Precauciones para la administración: Bortezomib es un antineoplásico y debe manejarse con precaución durante su reconstitución y administración. Se recomienda utilizar una técnica aséptica apropiada, usar guantes y ropa protectora para prevenir el contacto con la piel. En los estudios clínicos. se reportó un 5% de irritación de la piel local, pero la extravasación de bortezomib no se asoció con daño del tejido.
Cualquier material no empleado o de desecho debe desecharse de acuerdo a los requerimientos locales.
Estabilidad: Bortezomib no contiene conservadores, las soluciones diluidas son estables máximo durante 8 horas a 25°C.
MANIFESTACIONES Y MANEJO DE LA SOBREDOSIFICACIÓN O INGESTA ACCIDENTAL: Los estudios farmacológicos de seguridad cardiovascular en monos y perros demuestran que la dosis intravenosa (I.V.), aproximadamente 2 a 3 veces la dosis clínica inicial recomendada en mg/m2, se asocia con un incremento en la frecuencia cardiaca, disminución en la contractibilidad, hipotensión y muerte.
La disminución en la contractibilidad e hipotensión responde a la intervención aguda con un inotrópico positivo o agente vasopresor.
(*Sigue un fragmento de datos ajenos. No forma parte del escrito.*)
//! Handler trait for HTTP request processing.
//!
//! Every route the host registers resolves to a `Handler`. Wrapped handlers
//! produced by `argbind-params` implement it too, so they can be registered
//! wherever a plain handler is accepted.

use async_trait::async_trait;
use std::sync::Arc;

use crate::{Request, Response, Result};

/// Handler trait for processing requests.
///
/// Handlers receive a request and produce a response or an error.
#[async_trait]
pub trait Handler: Send + Sync {
	/// Handles an HTTP request and produces a response.
	///
	/// # Errors
	///
	/// Returns an error if the request cannot be processed.
	async fn handle(&self, request: Request) -> Result<Response>;
}

/// Blanket implementation for `Arc<T>` where T: Handler.
///
/// This allows `Arc<dyn Handler>` to be used as a Handler.
#[async_trait]
impl<T: Handler + ?Sized> Handler for Arc<T> {
	async fn handle(&self, request: Request) -> Result<Response> {
		(**self).handle(request).await
	}
}

/// Blanket implementation for boxed handlers
#[async_trait]
impl<T: Handler + ?Sized> Handler for Box<T> {
	async fn handle(&self, request: Request) -> Result<Response> {
		(**self).handle(request).await
	}
}
use bytes::Bytes;
use hyper::{HeaderMap, StatusCode};
use serde::Serialize;
use serde::de::DeserializeOwned;

/// HTTP Response representation
#[derive(Debug, Clone)]
pub struct Response {
	pub status: StatusCode,
	pub headers: HeaderMap,
	pub body: Bytes,
}

impl Response {
	/// Create a new Response with the given status code
	///
	/// # Examples
	///
	/// ```
	/// use argbind_http::{Response, StatusCode};
	///
	/// let response = Response::new(StatusCode::OK);
	/// assert_eq!(response.status, StatusCode::OK);
	/// assert!(response.body.is_empty());
	/// ```
	pub fn new(status: StatusCode) -> Self {
		Self {
			status,
			headers: HeaderMap::new(),
			body: Bytes::new(),
		}
	}

	/// Create a Response with HTTP 200 OK status
	pub fn ok() -> Self {
		Self::new(StatusCode::OK)
	}

	/// Create a Response with HTTP 400 Bad Request status
	pub fn bad_request() -> Self {
		Self::new(StatusCode::BAD_REQUEST)
	}

	/// Create a Response with HTTP 500 Internal Server Error status
	pub fn internal_server_error() -> Self {
		Self::new(StatusCode::INTERNAL_SERVER_ERROR)
	}

	/// Set the response body
	pub fn with_body(mut self, body: impl Into<Bytes>) -> Self {
		self.body = body.into();
		self
	}

	/// Add a custom header to the response
	///
	/// Invalid header names or values are ignored.
	pub fn with_header(mut self, name: &str, value: &str) -> Self {
		if let Ok(header_name) = hyper::header::HeaderName::from_bytes(name.as_bytes())
			&& let Ok(header_value) = hyper::header::HeaderValue::from_str(value)
		{
			self.headers.insert(header_name, header_value);
		}
		self
	}

	/// Set the response body to JSON and add appropriate Content-Type header
	///
	/// # Examples
	///
	/// ```
	/// use argbind_http::Response;
	/// use serde_json::json;
	///
	/// let response = Response::ok().with_json(&json!({"test": 10})).unwrap();
	///
	/// assert_eq!(
	/// 	response.headers.get("content-type").unwrap().to_str().unwrap(),
	/// 	"application/json"
	/// );
	/// ```
	pub fn with_json<T: Serialize>(mut self, data: &T) -> crate::Result<Self> {
		let json = serde_json::to_vec(data)?;
		self.body = Bytes::from(json);
		self.headers.insert(
			hyper::header::CONTENT_TYPE,
			hyper::header::HeaderValue::from_static("application/json"),
		);
		Ok(self)
	}

	/// Shorthand for `Response::ok().with_json(data)`
	pub fn json<T: Serialize>(data: &T) -> crate::Result<Self> {
		Self::ok().with_json(data)
	}

	/// Decode the body as JSON
	///
	/// # Examples
	///
	/// ```
	/// use argbind_http::Response;
	/// use serde_json::{Value, json};
	///
	/// let response = Response::json(&json!({"test": [1, 2]})).unwrap();
	/// let body: Value = response.json_body().unwrap();
	/// assert_eq!(body, json!({"test": [1, 2]}));
	/// ```
	pub fn json_body<T: DeserializeOwned>(&self) -> crate::Result<T> {
		Ok(serde_json::from_slice(&self.body)?)
	}
}

impl From<crate::Error> for Response {
	fn from(error: crate::Error) -> Self {
		let body = serde_json::json!({
			"error": error.to_string(),
		});

		Response::new(error.status())
			.with_json(&body)
			.unwrap_or_else(|_| Response::internal_server_error())
	}
}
En estudios en perros se observó un ligero incremento del intervalo QT a dosis letales.
En pacientes, sobredosificar más de dos veces la dosis recomendada se ha asociado con el inicio agudo de hipotensión sintomática y trombocitopenia con resultados fatales.
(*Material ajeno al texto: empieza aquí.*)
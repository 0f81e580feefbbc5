//! # argbind
//!
//! Typed parameter binding for async web request handlers.
//!
//! A handler declares the parameters it needs as ordinary function
//! parameters. argbind reads them from the request, converts each one to its
//! declared type, and calls the handler with typed arguments. A value that is
//! missing or does not convert answers `400 Bad Request` with
//! `Bad or missing value for <name>`; the handler is not called.
//!
//! - read methods (`GET` by default) bind from the query string;
//! - every other method binds from the JSON object body;
//! - path values extracted by the router win over both;
//! - absent parameters fall back to their default, or fail.
//!
//! ## Crates
//!
//! - [`http`]: the request, response and handler types at the host boundary
//! - [`params`]: descriptors, deserializers and the binder
//! - [`parse_parameters`] / [`parse_query_args`]: attribute macros that derive
//!   the descriptors from a function signature
//!
//! ## Quick Example
//!
//! ```rust
//! use argbind::prelude::*;
//! use chrono::NaiveDate;
//!
//! #[parse_parameters]
//! async fn birthdate(
//! 	request: Request,
//! 	name: String,
//! 	birthdate: NaiveDate,
//! 	#[param(default = false)] shout: bool,
//! ) -> Result<Response> {
//! 	let greeting = format!("Hello {}, you were born on {}", name, birthdate);
//! 	let greeting = if shout { greeting.to_uppercase() } else { greeting };
//! 	Response::json(&serde_json::json!({ "greeting": greeting }))
//! }
//!
//! # tokio_test::block_on(async {
//! let request = Request::builder()
//! 	.uri("/birthdate?name=ada&birthdate=1815-12-10")
//! 	.build()
//! 	.unwrap();
//! let response = BirthdateHandler.handle(request).await.unwrap();
//! assert_eq!(response.status, StatusCode::OK);
//!
//! let request = Request::builder().uri("/birthdate?name=ada").build().unwrap();
//! let error = BirthdateHandler.handle(request).await.unwrap_err();
//! assert_eq!(error.to_string(), "Bad or missing value for birthdate");
//! # });
//! ```

extern crate self as argbind;

pub use argbind_macros::{parse_parameters, parse_query_args};

/// Host boundary types
pub mod http {
	pub use argbind_http::*;
}

/// Parameter binding
pub mod params {
	pub use argbind_params::*;
}

#[doc(hidden)]
pub mod __private {
	pub use async_trait::async_trait;
}

pub mod prelude {
	pub use crate::http::{
		Error, Handler, Method, Request, RequestBuilder, Response, Result, StatusCode,
	};
	pub use crate::params::{
		BinderConfig, BindingMode, BoundArgs, ParamDescriptor, ParamType, ParamValue,
		ParameterBinder, Signature,
	};
	pub use crate::{parse_parameters, parse_query_args};

	// External
	pub use async_trait::async_trait;
}
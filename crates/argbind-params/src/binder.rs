//! The parameter binder
//!
//! Resolution order for every declared parameter:
//!
//! 1. a parameter named like the request argument is skipped;
//! 2. a path-extracted value wins over everything else;
//! 3. otherwise the value from the selected source (query or body);
//! 4. otherwise the declared default, or a missing-parameter failure.
//!
//! The first failure aborts binding. It is logged once and reported to the
//! client as `400 Bad Request`.

use argbind_http::Request;
use serde_json::{Map, Value};
use std::sync::Arc;

use crate::config::{BinderConfig, BindingMode};
use crate::deserializers::{Deserializers, raw_text};
use crate::descriptor::{ParamDescriptor, Signature};
use crate::error::{BindError, ParamError, ParamResult};
use crate::source::RawSource;
use crate::value::{FromParamValue, ParamValue};

/// Deserialized arguments for one invocation, in declaration order
#[derive(Debug, Clone, Default, PartialEq)]
pub struct BoundArgs {
	values: Vec<(String, ParamValue)>,
}

impl BoundArgs {
	pub fn new() -> Self {
		Self::default()
	}

	pub fn insert(&mut self, name: impl Into<String>, value: ParamValue) {
		let name = name.into();
		match self.values.iter_mut().find(|(n, _)| *n == name) {
			Some((_, slot)) => *slot = value,
			None => self.values.push((name, value)),
		}
	}

	pub fn get(&self, name: &str) -> Option<&ParamValue> {
		self.values
			.iter()
			.find(|(n, _)| n == name)
			.map(|(_, v)| v)
	}

	/// Remove an argument and convert it to its Rust type
	///
	/// # Errors
	///
	/// [`ParamError::NotBound`] if no such argument was bound, or a conversion
	/// error if it was bound with another type.
	///
	/// # Examples
	///
	/// ```
	/// use argbind_params::{BoundArgs, ParamValue};
	///
	/// let mut args = BoundArgs::new();
	/// args.insert("test", ParamValue::Int(10));
	///
	/// let test: i64 = args.take("test").unwrap();
	/// assert_eq!(test, 10);
	/// assert!(args.is_empty());
	/// ```
	pub fn take<T: FromParamValue>(&mut self, name: &str) -> ParamResult<T> {
		let idx = self
			.values
			.iter()
			.position(|(n, _)| n == name)
			.ok_or_else(|| ParamError::NotBound(name.to_string()))?;
		let (_, value) = self.values.remove(idx);
		T::from_param_value(value).map_err(|source| ParamError::Conversion {
			name: name.to_string(),
			source,
		})
	}

	/// Convert a copy of an argument to its Rust type
	pub fn extract<T: FromParamValue>(&self, name: &str) -> ParamResult<T> {
		let value = self
			.get(name)
			.cloned()
			.ok_or_else(|| ParamError::NotBound(name.to_string()))?;
		T::from_param_value(value).map_err(|source| ParamError::Conversion {
			name: name.to_string(),
			source,
		})
	}

	pub fn iter(&self) -> impl Iterator<Item = (&str, &ParamValue)> {
		self.values.iter().map(|(n, v)| (n.as_str(), v))
	}

	pub fn len(&self) -> usize {
		self.values.len()
	}

	pub fn is_empty(&self) -> bool {
		self.values.is_empty()
	}

	/// All arguments as a JSON object
	pub fn to_json(&self) -> Value {
		let map: Map<String, Value> = self
			.values
			.iter()
			.map(|(n, v)| (n.clone(), v.to_json()))
			.collect();
		Value::Object(map)
	}
}

/// Binds declared parameters from requests
///
/// Cheap to clone; signature and configuration are shared.
#[derive(Debug, Clone)]
pub struct ParameterBinder {
	signature: Arc<Signature>,
	config: Arc<BinderConfig>,
	deserializers: &'static Deserializers,
}

impl ParameterBinder {
	pub fn new(signature: Signature) -> Self {
		Self {
			signature: Arc::new(signature),
			config: Arc::new(BinderConfig::default()),
			deserializers: Deserializers::builtin(),
		}
	}

	pub fn with_config(mut self, config: BinderConfig) -> Self {
		self.config = Arc::new(config);
		self
	}

	/// Use a custom deserializer table
	pub fn with_deserializers(mut self, deserializers: &'static Deserializers) -> Self {
		self.deserializers = deserializers;
		self
	}

	pub fn signature(&self) -> &Signature {
		&self.signature
	}

	pub fn config(&self) -> &BinderConfig {
		&self.config
	}

	/// Resolve every declared parameter for `request`
	///
	/// Path values are read from `request.path_params`.
	///
	/// # Errors
	///
	/// The first failure, with the offending parameter and raw value.
	///
	/// # Examples
	///
	/// ```
	/// use argbind_http::{Method, Request};
	/// use argbind_params::{ParamDescriptor, ParamType, ParamValue, ParameterBinder, Signature};
	///
	/// let binder = ParameterBinder::new(
	/// 	Signature::new("request").param(ParamDescriptor::required("test", ParamType::Int)),
	/// );
	/// let request = Request::builder().method(Method::GET).uri("/int?test=10").build().unwrap();
	///
	/// let args = binder.bind(&request).unwrap();
	/// assert_eq!(args.get("test"), Some(&ParamValue::Int(10)));
	/// ```
	pub fn bind(&self, request: &Request) -> Result<BoundArgs, BindError> {
		let kind = self.config.source_for(&request.method);
		let source = RawSource::from_request(request, kind).map_err(BindError::for_body)?;

		let mut args = BoundArgs::new();
		for param in self.signature.params() {
			let name = param.name();
			if name == self.signature.request_arg() {
				continue;
			}

			let raw = match request.path_params.get(name) {
				Some(path_value) => Value::String(path_value.clone()),
				None => match source.get(name) {
					Some(raw) => raw.clone(),
					None => match param.default() {
						Some(default) => {
							args.insert(name, default.clone());
							continue;
						}
						None => {
							return Err(BindError::for_parameter(name, None, self.missing(name)));
						}
					},
				},
			};

			let value = self.deserialize(param, &raw).map_err(|e| {
				BindError::for_parameter(name, Some(raw.clone()), e)
			})?;
			args.insert(name, value);
		}

		Ok(args)
	}

	/// [`bind`](Self::bind), logging a failure and mapping it to `400`
	///
	/// # Errors
	///
	/// `argbind_http::Error::BadRequest("Bad or missing value for <name>")`.
	pub fn bind_or_reject(&self, request: &Request) -> argbind_http::Result<BoundArgs> {
		match self.bind(request) {
			Ok(args) => {
				tracing::debug!(
					target: "argbind::params",
					path = %request.path(),
					bound = args.len(),
					"Request {} bound",
					self.config.mode.noun()
				);
				Ok(args)
			}
			Err(error) => {
				self.log_failure(&error);
				Err(error.into())
			}
		}
	}

	fn deserialize(&self, param: &ParamDescriptor, raw: &Value) -> ParamResult<ParamValue> {
		let declared = param.declared_type();
		let f = self
			.deserializers
			.get(declared)
			.ok_or_else(|| ParamError::UnknownType {
				name: param.name().to_string(),
				type_name: declared.name().to_string(),
			})?;

		f(raw).map_err(|source| ParamError::Conversion {
			name: param.name().to_string(),
			source,
		})
	}

	fn missing(&self, name: &str) -> ParamError {
		match self.config.mode {
			BindingMode::MethodBased => ParamError::MissingParameter(name.to_string()),
			BindingMode::QueryOnly => ParamError::MissingArgument(name.to_string()),
		}
	}

	fn log_failure(&self, error: &BindError) {
		tracing::warn!(
			target: "argbind::params",
			parameter = error.parameter().unwrap_or(crate::error::BODY_SUBJECT),
			raw_value = %error.raw_value().map(raw_text).unwrap_or_default(),
			error = %error.error(),
			"Request {} not validated",
			self.config.mode.noun()
		);
	}
}
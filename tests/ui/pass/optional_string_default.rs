use argbind::prelude::*;

#[parse_parameters]
async fn search(
	_request: Request,
	#[param(default = "x")] term: Option<String>,
	#[param(default = "relevance")] sort: ::std::string::String,
	#[param(default = None)] cursor: Option<String>,
) -> Result<Response> {
	let _ = (term, sort, cursor);
	Ok(Response::ok())
}

fn main() {
	let signature = SearchHandler::signature();
	assert_eq!(
		signature.get("term").and_then(|p| p.default()),
		Some(&ParamValue::Str("x".to_string()))
	);
	assert_eq!(
		signature.get("cursor").and_then(|p| p.default()),
		Some(&ParamValue::Null)
	);
}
Se desconoce un antídoto específico para la sobredosificación con bortezomib. En un evento de sobredosificación, deben monitorearse los signos vitales del paciente y administrar terapia de soporte para mantener la presión sanguínea (tales como fluidos, vasopresores y/o agentes inotrópicos) y la temperatura corporal.
PRESENTACIÓN: Caja con un frasco ámpula con 3.5 mg de polvo liofilizado e instructivo anexo.
RECOMENDACIONES SOBRE ALMACENAMIENTO: Consérvese a no más de 30°C. Protéjase de la luz. Una vez hecha la mezcla consérvese 120 horas en refrigeración entre 2-8°C o a 8 horas a temperatura ambiente a no más de 25°C. Consérvese la caja bien cerrada.
LEYENDAS DE PROTECCIÓN:
No se administre si el cierre ha sido violado. Antes de administrarse dilúyase previamente. No se administre si la solución no es transparente, si contiene partículas en suspensión o sedimentos. Si no se administra todo el producto deseche el sobrante. Su venta requiere receta médica. No se deje al alcance de los niños.
No se use en embarazo o lactancia.
Este medicamento debe ser administrado únicamente por médicos especialistas en oncología y con experiencia en quimioterapia antineoplásica. Medicamento de alto riesgo. Literatura exclusiva para profesionales de la salud.